**** WORKING DATA ****
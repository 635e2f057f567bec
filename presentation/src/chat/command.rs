//! Slash commands understood by the chat REPL

/// A parsed `/command` line
#[derive(Debug, Clone, PartialEq, Eq)]
pub enum ReplCommand {
    Help,
    /// Clear the visible transcript
    Clear,
    /// Show the history panel
    History,
    /// Re-render the whole conversation
    Transcript,
    Quit,
}

impl ReplCommand {
    /// Parse a line whose first word is a known command.
    ///
    /// Anything else, including text that merely starts with `/`, is an
    /// ordinary message and yields `None`.
    pub fn parse(line: &str) -> Option<Self> {
        let command = line.split_whitespace().next()?;
        match command.to_lowercase().as_str() {
            "/help" | "/h" | "/?" => Some(ReplCommand::Help),
            "/clear" => Some(ReplCommand::Clear),
            "/history" => Some(ReplCommand::History),
            "/transcript" => Some(ReplCommand::Transcript),
            "/quit" | "/exit" | "/q" => Some(ReplCommand::Quit),
            _ => None,
        }
    }
}
//! Progress indicators shown while the model is working

pub mod reporter;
****
An exact copy of every record is needed, so retype them all.

> EXPECTED ANSWER
repository 635e2f057f567bec
filename presentation/src/chat/command.rs
//! Slash commands understood by the chat REPL

/// A parsed `/command` line
#[derive(Debug, Clone, PartialEq, Eq)]
pub enum ReplCommand {
    Help,
    /// Clear the visible transcript
    Clear,
    /// Show the history panel
    History,
    /// Re-render the whole conversation
    Transcript,
    Quit,
}

impl ReplCommand {
    /// Parse a line whose first word is a known command.
    ///
    /// Anything else, including text that merely starts with `/`, is an
    /// ordinary message and yields `None`.
    pub fn parse(line: &str) -> Option<Self> {
        let command = line.split_whitespace().next()?;
        match command.to_lowercase().as_str() {
            "/help" | "/h" | "/?" => Some(ReplCommand::Help),
            "/clear" => Some(ReplCommand::Clear),
            "/history" => Some(ReplCommand::History),
            "/transcript" => Some(ReplCommand::Transcript),
            "/quit" | "/exit" | "/q" => Some(ReplCommand::Quit),
            _ => None,
        }
    }
}
//! Progress indicators shown while the model is working

pub mod reporter;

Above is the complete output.